03:20 PM
PCI Council Issues Advice for Securing Card Data in Call Centers
The PCI Security Standards Council has come out with recommendations for how to protect credit card information given over the phone in a call center.
Why focus on card data transmitted by phone now? According to Jeremy King, European director of the Security Council, call centers are a prime target for credit card theft. "We've seen the card-not-present space is one of those fraud areas that's growing," he says. "The criminals are targeting this because they can use some of the data they obtain through other measures in the card not present space." The Council's board of advisors and particular BarclayCard helped put the guidance together.
One key takeaway for bank call centers: "If you don't need it, don't store it," King says. Certain data, such as CVC codes, should never be stored. Sometimes banks face a conflict between needing to record conversations with cardholders for quality purposes and complying with PCI data security standards that demand cardholder data be secure at all times. Call recording technology exists that can automatically block sensitive cardholder data from being recorded as it's being spoken or entered, King says. [We found one company, VPI, that says it uses analytics to identify sensitive authentication and account information and delete that information from the recording.]

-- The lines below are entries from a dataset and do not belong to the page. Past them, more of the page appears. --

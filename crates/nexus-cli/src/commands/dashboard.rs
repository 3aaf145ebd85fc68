use nexus_app::layout;
use nexus_app::pages::{DashboardPage, DashboardView};
use nexus_app::{Outcome, Route};

use super::shared::outcome::finish;
use super::shared::session::require_user;
use crate::cli::{GlobalFlags, OutputFormat};
use crate::context::AppContext;
use crate::output::{output, table};
use crate::progress::with_spinner;
use crate::ui;

/// Handle `nexus dashboard`.
pub async fn handle(ctx: &mut AppContext, flags: &GlobalFlags) -> anyhow::Result<()> {
    require_user(ctx, Route::Dashboard).await?;

    let mut page = DashboardPage::default();
    let outcome = with_spinner("Loading stats", page.mount(&mut ctx.session)).await;
    // Counts stay at zero when any list fails; the error is already logged.
    if matches!(outcome, Outcome::SignedOut) {
        finish(outcome)?;
    }

    let view = page.view(ctx.session.auth.user());
    match flags.format {
        OutputFormat::Json | OutputFormat::Raw => output(&view, flags.format),
        OutputFormat::Table => {
            let header = layout::header(ctx.session.auth.user()).unwrap_or_default();
            println!("{}", render(&view, &header));
            Ok(())
        }
    }
}

fn render(view: &DashboardView, header: &str) -> String {
    let nav = layout::nav(Route::Dashboard)
        .iter()
        .map(|item| {
            if item.active {
                format!("[{}]", item.label)
            } else {
                item.label.to_string()
            }
        })
        .collect::<Vec<_>>()
        .join("  ");

    let mut lines = vec![format!("{nav}    {header}"), String::new(), view.welcome.clone()];
    lines.push(view.subtitle.to_string());
    if let Some(badge) = &view.staff_badge {
        lines.push(format!("* {}: {}", badge.title, badge.body));
    }
    lines.push(String::new());

    let prefs = ui::prefs();
    let stats = view
        .stats
        .cards()
        .iter()
        .map(|(label, value)| vec![(*label).to_string(), value.to_string()])
        .collect::<Vec<_>>();
    lines.push(table::render_entity_table(
        &["stat", "count"],
        &stats,
        table::TableOptions {
            max_width: prefs.term_width,
            color: false,
        },
    ));
    lines.push(String::new());
    lines.push("Quick actions:".to_string());
    for (route, label) in &view.quick_actions {
        lines.push(format!("  {label:<15} nexus {}", create_command(*route)));
    }
    lines.join("\n")
}

/// CLI equivalent of a quick-action button.
const fn create_command(route: Route) -> &'static str {
    match route {
        Route::Resources => "resources add",
        Route::Votes => "votes create",
        Route::Disputes => "disputes create",
        Route::Tests => "tests add",
        Route::Login | Route::Callback | Route::Dashboard => "dashboard",
    }
}
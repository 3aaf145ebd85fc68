//! `.env` loading. Kept in its own test binary because dotenvy writes into
//! the process environment, which `Jail` does not restore.

use figment::Jail;
use nexus_config::NexusConfig;
use std::path::PathBuf;

#[test]
fn dotenv_file_feeds_env_layer() {
    Jail::expect_with(|jail| {
        jail.create_file(".env", "NEXUS_GENERAL__DOWNLOAD_DIR=tests-out\n")?;

        let config = NexusConfig::load_with_dotenv().expect("config loads");
        assert_eq!(config.general.download_dir, PathBuf::from("tests-out"));
        Ok(())
    });
}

Asked about standards for protecting mobile payment data -- a hot topic as Visa, MasterCard, PayPal, mobile carriers, Apple, Google and others push to get their versions of mobile payment technology accepted in the market -- King says the PCI Council is looking at these new technologies carefully. But the technology proposals change all the time and mobile payment pilots come and go.
"Call centers are an area we know criminals are targeting," King says.